O pai estava sentado em uma cadeira, de frente para o mar, observando os filhos e gritando por eles quando vinha uma onda mais forte. "Gente! Pra cá, gente!".

Deitada de bruços, a mãe queimava as costas, despreocupada. Ouvia os filhos com clareza, e espiava Elisabeth vez ou outra. Não era pouco caso com os filhos. Era confiança. E sabia que eles podiam gritar por ela. A cada trinta minutos, ia ao mar com eles, brincava um pouco, e voltava ao seu silêncio. "Meus filhos não dão trabalho", ela dizia sempre.

Elisabeth ia e vinha do mar. Molhava os pés, as mãos, os cabelos, fazia um montinho de areia, e ia e vinha, quieta e sorridente.

Beatriz, deitava ao lado da mãe, de bruços, e encostava sua cabecinha no braço da mãe. Ela sabia que não precisaria chamegar a filha. Estar ali, e sentir a quentura da pele dela era o suficiente para as duas. 

A família levou um daqueles baldes enormes para a praia. Como iam sempre, sabiam que, se o mar estivesse forte, a opção seria o baldinho - "baldão, né, mãe?" - para se molhar e molhar as crianças. 

O baldão estava nos pés da mamãe, cheio de água até a boca. E, dentro dele, um pequenino regador, vermelho. 
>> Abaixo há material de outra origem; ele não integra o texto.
//! Chat client facade
//!
//! Wires the transport client to event dispatch, the REST collaborator and
//! the local store.

use super::message_list::MessageListController;
use crate::domain::{ChannelId, User};
use crate::events::{ChatFrameDecoder, EventFilter, EventNotificationCenter};
use crate::infrastructure::api::{ChatApi, RestClient};
use crate::infrastructure::config::ChatConfig;
use crate::infrastructure::database::{Database, InMemoryDatabase};
use chatsocket::{
    AppState, ClientEvent, ConnectionState, DefaultBackoff, StaticHeaders, WebSocketClient,
};
use crossbeam_channel::{unbounded, Receiver, Sender};
use parking_lot::Mutex;
use std::sync::Arc;
use std::thread::JoinHandle;
use tracing::{debug, info, warn};

type StateObservers = Arc<Mutex<Vec<Sender<ConnectionState<User>>>>>;

pub struct ChatClient {
    socket: Option<WebSocketClient<ChatFrameDecoder>>,
    center: EventNotificationCenter,
    api: Arc<dyn ChatApi>,
    database: Arc<dyn Database>,
    page_size: usize,
    observers: StateObservers,
    pump: Option<JoinHandle<()>>,
}

impl ChatClient {
    /// Assemble a client around an already built transport
    pub fn new(
        socket: WebSocketClient<ChatFrameDecoder>,
        api: Arc<dyn ChatApi>,
        database: Arc<dyn Database>,
        page_size: usize,
    ) -> Self {
        let center = EventNotificationCenter::new();
        let observers: StateObservers = Arc::new(Mutex::new(Vec::new()));

        let pump = spawn_pump(
            socket.event_receiver(),
            center.clone(),
            Arc::clone(&api),
            Arc::clone(&observers),
        );

        Self {
            socket: Some(socket),
            center,
            api,
            database,
            page_size,
            observers,
            pump,
        }
    }

    /// Build the REST client, in-memory store and transport from config
    pub async fn from_config(config: &ChatConfig) -> anyhow::Result<Self> {
        config.log();

        let api = Arc::new(RestClient::new(
            &config.api.base_url,
            &config.api_key,
            &config.user_token,
        )?);

        let socket = chatsocket::builder()
            .url(config.websocket_url())
            .decoder(ChatFrameDecoder)
            .headers(
                StaticHeaders::new()
                    .with("Authorization", &config.user_token)
                    .with("stream-auth-type", "jwt"),
            )
            .heartbeat_interval(config.connection.heartbeat_interval())
            .pong_timeout(config.connection.pong_timeout())
            .background_grace(config.connection.background_grace())
            .stays_connected_in_background(config.connection.stays_connected_in_background)
            .reconnect_strategy(DefaultBackoff::new())
            .build()
            .await?;

        Ok(Self::new(
            socket,
            api,
            Arc::new(InMemoryDatabase::new()),
            config.pagination.page_size,
        ))
    }

    fn socket(&self) -> chatsocket::Result<&WebSocketClient<ChatFrameDecoder>> {
        self.socket
            .as_ref()
            .ok_or_else(|| chatsocket::ChatSocketError::NotConnected("client shut down".to_string()))
    }

    pub fn connect(&self) -> chatsocket::Result<()> {
        self.socket()?.connect()
    }

    pub fn disconnect(&self) -> chatsocket::Result<()> {
        self.socket()?.disconnect()
    }

    pub fn set_app_state(&self, app_state: AppState) -> chatsocket::Result<()> {
        self.socket()?.set_app_state(app_state)
    }

    pub fn reachability_changed(&self, available: bool) -> chatsocket::Result<()> {
        self.socket()?.reachability_changed(available)
    }

    pub fn connection_state(&self) -> ConnectionState<User> {
        match &self.socket {
            Some(socket) => socket.connection_state(),
            None => ConnectionState::Disconnected(None),
        }
    }

    /// Stream of connection state transitions from now on
    pub fn state_changes(&self) -> Receiver<ConnectionState<User>> {
        let (tx, rx) = unbounded();
        self.observers.lock().push(tx);
        rx
    }

    /// Dispatch center for decoded events
    pub fn events(&self) -> &EventNotificationCenter {
        &self.center
    }

    pub fn database(&self) -> &Arc<dyn Database> {
        &self.database
    }

    /// Message list for `cid`, fed by this client's live events
    ///
    /// The controller owns its subscription, so the feed stops as soon as
    /// the returned controller is dropped.
    pub async fn message_list(&self, cid: ChannelId) -> Arc<MessageListController> {
        let (tx, mut rx) = tokio::sync::mpsc::unbounded_channel();
        let subscription = self
            .center
            .subscribe(Some(EventFilter::channel(cid.clone())), move |event| {
                let _ = tx.send(event.clone());
            });

        let controller = Arc::new(
            MessageListController::new(
                cid.clone(),
                self.page_size,
                Arc::clone(&self.api),
                Arc::clone(&self.database),
            )
            .with_feed(subscription),
        );

        // Ends once the subscription, and with it the sender, is dropped
        let weak = Arc::downgrade(&controller);
        tokio::spawn(async move {
            while let Some(event) = rx.recv().await {
                let Some(controller) = weak.upgrade() else {
                    break;
                };
                controller.handle_event(&event).await;
            }
            debug!("Message list feed for {} ended", cid);
        });

        controller
    }

    /// Close the connection and stop the transport task
    pub async fn shutdown(mut self) -> chatsocket::Result<()> {
        if let Some(socket) = self.socket.take() {
            socket.shutdown().await?;
        }
        if let Some(pump) = self.pump.take() {
            let _ = tokio::task::spawn_blocking(move || pump.join()).await;
        }
        info!("[ChatClient] Shut down");
        Ok(())
    }
}

/// Forward transport output on a dedicated thread until the transport
/// task is gone
fn spawn_pump(
    events: Receiver<ClientEvent<crate::events::ChatEvent, User>>,
    center: EventNotificationCenter,
    api: Arc<dyn ChatApi>,
    observers: StateObservers,
) -> Option<JoinHandle<()>> {
    let spawned = std::thread::Builder::new()
        .name("chat-event-pump".to_string())
        .spawn(move || {
            for event in events.iter() {
                match event {
                    ClientEvent::StateChanged(state) => {
                        observers
                            .lock()
                            .retain(|observer| observer.send(state.clone()).is_ok());
                        apply_state(&state, &center, api.as_ref());
                    }
                    ClientEvent::Event(event) => {
                        let delivered = center.process(&event);
                        debug!("Dispatched {} to {} subscribers", event.event.raw_type(), delivered);
                    }
                }
            }
            debug!("[ChatClient] Event pump stopped");
        });

    match spawned {
        Ok(handle) => Some(handle),
        Err(e) => {
            warn!("[ChatClient] Failed to start event pump: {}", e);
            None
        }
    }
}

fn apply_state(state: &ConnectionState<User>, center: &EventNotificationCenter, api: &dyn ChatApi) {
    match state {
        ConnectionState::Connected {
            connection_id,
            user,
        } => {
            info!("[ChatClient] Connected as {:?} ({})", user.as_ref().map(|u| &u.id), connection_id);
            center.set_connection_id(Some(connection_id.clone()));
            center.set_current_user_id(user.as_ref().map(|u| u.id.clone()));
            api.set_connection_id(Some(connection_id.clone()));
        }
        ConnectionState::Disconnected(_) => {
            center.set_connection_id(None);
            center.set_current_user_id(None);
            api.set_connection_id(None);
        }
        ConnectionState::Reconnecting => {
            center.set_connection_id(None);
            api.set_connection_id(None);
        }
        _ => {}
    }
}
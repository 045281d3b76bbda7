//! Domain Layer
//!
//! Plain chat entities. No dependencies on infrastructure or application layers.

pub mod models;

// Re-export domain models
pub use models::{
    Channel, ChannelId, ChannelIdError, Draft, Member, Message, MessageId, Poll, PollOption,
    Reaction, Reminder, ThreadInfo, User, UserId,
};
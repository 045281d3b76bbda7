//! Heartbeat mechanism for the transport client
//!
//! # Architecture
//!
//! ```text
//! ┌─────────────────────┐
//! │  Heartbeat Task     │
//! │  (Tokio spawn)      │
//! │                     │
//! │  Every X interval:  │
//! │  1. Wait for tick   │
//! │  2. Post tick ──────┼──> Client command queue ──> ping on the socket
//! │  3. Repeat          │
//! └─────────────────────┘
//! ```
//!
//! The heartbeat is resumed when a session is established (first health
//! check) and suspended whenever the connection drops. Suspension aborts
//! the task; a tick that was already queued is ignored by the client
//! because it checks `is_running()` before pinging.

use std::time::Duration;
use tokio::sync::mpsc::UnboundedSender;
use tokio::task::JoinHandle;
use tracing::debug;

/// Heartbeat task that posts a tick at regular intervals
///
/// The first immediate tick is skipped; the first message is sent one
/// full interval after start.
pub async fn heartbeat_task<T: Clone + Send + 'static>(
    interval: Duration,
    tick: T,
    tx: UnboundedSender<T>,
) {
    let mut ticker = tokio::time::interval(interval);
    // Skip the first immediate tick - wait for the first interval
    ticker.tick().await;
    // If we miss ticks due to slow processing, skip them rather than bursting
    ticker.set_missed_tick_behavior(tokio::time::MissedTickBehavior::Skip);

    debug!("Heartbeat task started with interval: {:?}", interval);

    loop {
        ticker.tick().await;

        if tx.send(tick.clone()).is_err() {
            debug!("Client queue closed, shutting down heartbeat task");
            break;
        }
    }
}

/// Resumable/suspendable repeating timer
#[derive(Debug)]
pub struct Heartbeat {
    interval: Duration,
    task: Option<JoinHandle<()>>,
}

impl Heartbeat {
    pub fn new(interval: Duration) -> Self {
        Self {
            interval,
            task: None,
        }
    }

    /// Start ticking; no-op if already running
    pub fn resume<T: Clone + Send + 'static>(&mut self, tx: UnboundedSender<T>, tick: T) {
        if self.task.is_some() {
            return;
        }
        let interval = self.interval;
        self.task = Some(tokio::spawn(heartbeat_task(interval, tick, tx)));
    }

    /// Stop ticking immediately
    pub fn suspend(&mut self) {
        if let Some(task) = self.task.take() {
            task.abort();
            debug!("Heartbeat suspended");
        }
    }

    #[inline]
    pub fn is_running(&self) -> bool {
        self.task.is_some()
    }

    pub fn interval(&self) -> Duration {
        self.interval
    }
}

impl Drop for Heartbeat {
    fn drop(&mut self) {
        self.suspend();
    }
}
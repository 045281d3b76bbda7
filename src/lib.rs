//! chat-sync - real-time connection and sync core of a chat SDK
//!
//! ## Architecture
//!
//! - **chatsocket**: WebSocket transport with reconnection, heartbeat and
//!   lifecycle handling (re-exported from workspace)
//! - **chatcore**: chat domain, event dispatch, message pagination and the
//!   client facade (re-exported from workspace)
//!
//! ## Usage
//!
//! ```rust,no_run
//! use chat_sync::prelude::*;
//!
//! # async fn run() -> anyhow::Result<()> {
//! let config = ChatConfig::from_env()?;
//! init_tracing(&config.log_level);
//!
//! let client = ChatClient::from_config(&config).await?;
//! client.connect()?;
//! # Ok(())
//! # }
//! ```

// Re-export workspace libraries for convenience
pub use chatcore;
pub use chatsocket;

/// Types most applications need
pub mod prelude {
    pub use chatcore::{
        init_tracing, ChannelId, ChatClient, ChatConfig, ChatEvent, DomainEvent, EventFilter,
        EventType, Message, MessageListController, MessagesPagination, PaginationError, User,
    };
    pub use chatsocket::{AppState, ConnectionState, DisconnectReason};
}
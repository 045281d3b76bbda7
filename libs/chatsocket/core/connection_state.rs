use crate::traits::ServerError;
use parking_lot::RwLock;
use std::fmt;
use std::sync::Arc;
use thiserror::Error;

/// Why a connection ended up in `Disconnected`
#[derive(Error, Debug, Clone, PartialEq, Eq)]
pub enum DisconnectReason {
    /// The server closed the session on purpose
    #[error("closed by server: {0}")]
    ServerError(ServerError),

    /// The auth token expired; refresh credentials before reconnecting
    #[error("token expired: {0}")]
    TokenExpired(ServerError),

    /// No network path; the client reconnects when reachability returns
    #[error("no network connection")]
    NoNetwork,

    /// The transport failed and the reconnection strategy gave up
    #[error("transport error: {0}")]
    Transport(String),
}

/// Who asked for a disconnect
#[derive(Debug, Clone, Copy, PartialEq, Eq)]
pub enum DisconnectSource {
    /// `WebSocketClient::disconnect`
    UserInitiated,
    /// Background grace window elapsed
    SystemInitiated,
    /// Pong watchdog fired
    NoPongReceived,
    /// Reachability was lost
    NoNetwork,
}

/// Foreground/background lifecycle of the host process
#[derive(Debug, Clone, Copy, PartialEq, Eq)]
pub enum AppState {
    Foreground,
    Background,
}

/// Externally observable state of a transport connection
///
/// Equality compares the variant only, except for `Disconnected` whose
/// reasons are compared by description. `Connected` payloads are ignored.
#[derive(Debug, Clone)]
pub enum ConnectionState<U> {
    NotConnected,
    Connecting,
    Connected {
        connection_id: String,
        user: Option<U>,
    },
    Reconnecting,
    Disconnecting,
    Disconnected(Option<DisconnectReason>),
}

impl<U> ConnectionState<U> {
    #[inline]
    pub fn is_connected(&self) -> bool {
        matches!(self, ConnectionState::Connected { .. })
    }

    /// Connecting, connected, or waiting to reconnect
    #[inline]
    pub fn is_active(&self) -> bool {
        matches!(
            self,
            ConnectionState::Connecting
                | ConnectionState::Connected { .. }
                | ConnectionState::Reconnecting
        )
    }

    /// A socket exists (or is being opened) that would need closing
    #[inline]
    pub(crate) fn has_socket(&self) -> bool {
        matches!(
            self,
            ConnectionState::Connecting
                | ConnectionState::Connected { .. }
                | ConnectionState::Disconnecting
        )
    }

    pub fn connection_id(&self) -> Option<&str> {
        match self {
            ConnectionState::Connected { connection_id, .. } => Some(connection_id),
            _ => None,
        }
    }

    pub fn disconnect_reason(&self) -> Option<&DisconnectReason> {
        match self {
            ConnectionState::Disconnected(reason) => reason.as_ref(),
            _ => None,
        }
    }

    pub fn name(&self) -> &'static str {
        match self {
            ConnectionState::NotConnected => "not-connected",
            ConnectionState::Connecting => "connecting",
            ConnectionState::Connected { .. } => "connected",
            ConnectionState::Reconnecting => "reconnecting",
            ConnectionState::Disconnecting => "disconnecting",
            ConnectionState::Disconnected(_) => "disconnected",
        }
    }
}

impl<U> PartialEq for ConnectionState<U> {
    fn eq(&self, other: &Self) -> bool {
        match (self, other) {
            (ConnectionState::Disconnected(a), ConnectionState::Disconnected(b)) => {
                a.as_ref().map(ToString::to_string) == b.as_ref().map(ToString::to_string)
            }
            _ => std::mem::discriminant(self) == std::mem::discriminant(other),
        }
    }
}

impl<U> fmt::Display for ConnectionState<U> {
    fn fmt(&self, f: &mut fmt::Formatter<'_>) -> fmt::Result {
        match self {
            ConnectionState::Connected { connection_id, .. } => {
                write!(f, "connected({})", connection_id)
            }
            ConnectionState::Disconnected(Some(reason)) => write!(f, "disconnected({})", reason),
            other => f.write_str(other.name()),
        }
    }
}

/// Connection state shared between the client task and its handles
///
/// Only the client task writes; any number of handles read.
#[derive(Debug)]
pub struct SharedConnectionState<U> {
    inner: Arc<RwLock<ConnectionState<U>>>,
}

impl<U> Clone for SharedConnectionState<U> {
    fn clone(&self) -> Self {
        Self {
            inner: Arc::clone(&self.inner),
        }
    }
}

impl<U: Clone> SharedConnectionState<U> {
    pub fn new(state: ConnectionState<U>) -> Self {
        Self {
            inner: Arc::new(RwLock::new(state)),
        }
    }

    #[inline]
    pub fn get(&self) -> ConnectionState<U> {
        self.inner.read().clone()
    }

    #[inline]
    pub fn is_connected(&self) -> bool {
        self.inner.read().is_connected()
    }

    pub fn connection_id(&self) -> Option<String> {
        self.inner.read().connection_id().map(str::to_string)
    }

    pub(crate) fn set(&self, state: ConnectionState<U>) {
        *self.inner.write() = state;
    }
}

#[cfg(test)]
mod tests {
    use super::*;

    type State = ConnectionState<String>;

    fn server_error(code: i64) -> ServerError {
        ServerError {
            code,
            message: "boom".to_string(),
            status_code: 500,
        }
    }

    #[test]
    fn test_connected_equality_ignores_payload() {
        let a: State = ConnectionState::Connected {
            connection_id: "a".into(),
            user: Some("alice".into()),
        };
        let b: State = ConnectionState::Connected {
            connection_id: "b".into(),
            user: None,
        };
        assert_eq!(a, b);
        assert_ne!(a, State::Connecting);
    }

    #[test]
    fn test_disconnected_equality_compares_reason() {
        assert_eq!(State::Disconnected(None), State::Disconnected(None));
        assert_eq!(
            State::Disconnected(Some(DisconnectReason::NoNetwork)),
            State::Disconnected(Some(DisconnectReason::NoNetwork))
        );
        assert_ne!(
            State::Disconnected(None),
            State::Disconnected(Some(DisconnectReason::NoNetwork))
        );
        assert_ne!(
            State::Disconnected(Some(DisconnectReason::ServerError(server_error(1000)))),
            State::Disconnected(Some(DisconnectReason::TokenExpired(server_error(40))))
        );
    }

    #[test]
    fn test_state_helpers() {
        let connected: State = ConnectionState::Connected {
            connection_id: "conn".into(),
            user: None,
        };
        assert!(connected.is_connected());
        assert!(connected.is_active());
        assert_eq!(connected.connection_id(), Some("conn"));
        assert_eq!(connected.to_string(), "connected(conn)");

        assert!(State::Reconnecting.is_active());
        assert!(!State::Reconnecting.has_socket());
        assert!(State::Disconnecting.has_socket());
        assert!(!State::NotConnected.is_active());

        let offline = State::Disconnected(Some(DisconnectReason::NoNetwork));
        assert_eq!(offline.disconnect_reason(), Some(&DisconnectReason::NoNetwork));
        assert_eq!(offline.to_string(), "disconnected(no network connection)");
    }

    #[test]
    fn test_shared_state() {
        let shared: SharedConnectionState<String> =
            SharedConnectionState::new(ConnectionState::NotConnected);
        let reader = shared.clone();
        shared.set(ConnectionState::Connected {
            connection_id: "xyz".into(),
            user: None,
        });
        assert!(reader.is_connected());
        assert_eq!(reader.connection_id().as_deref(), Some("xyz"));
    }
}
Cauã voltou correndo no contrafluxo das ondas. Areia até dentro do ouvido. Pegou o regador e começou a regar as pernas da mãe, deitada. Eu pensei que, com a água gelada, ela levaria um susto, ou brigaria com o filho. Nem um suspiro. Nem um músculo retesado.

Molhou uma perna. Molhou a outra. Mamãe levantou a cabeça, olhou pra trás, deu um sorriso e chamou o filho para perto. Consegui ler nos seus lábios "obrigada, meu amor. Que delícia regando a mamãe... Molha as da Bia também?". 

Cauã fez o mesmo movimento, e a irmã fez carinha de "que delícia" ao ser regada. "Tá bom, irmã?", gritou ele. Ela só balançou a cabeça.

Na hora que a mãe foi no mar, com todos eles, Cauã quis mostrar o que aprendeu a fazer: deu um salto mortal do alto da areia até embaixo. "Olha, mamãe! Olha! Eu quase consigo voaaaar!!!".

A mãe e as irmãs, aninhadas em seus braços, viam o irmão voando, lá do alto, com seus cabelos compridos ao vento. E, em seguida, todos estavam sentados, na areia, na beira do mar, construindo um único castelo que a onda vinha, e desfazia. E construíam de novo. E de novo. E de novo. Até que os construtores voltavam a se ocupar dos outros afazeres de criança. E esqueciam do mar, da areia, dos castelos fantasiosos e dos inconvenientes que a água dissolve.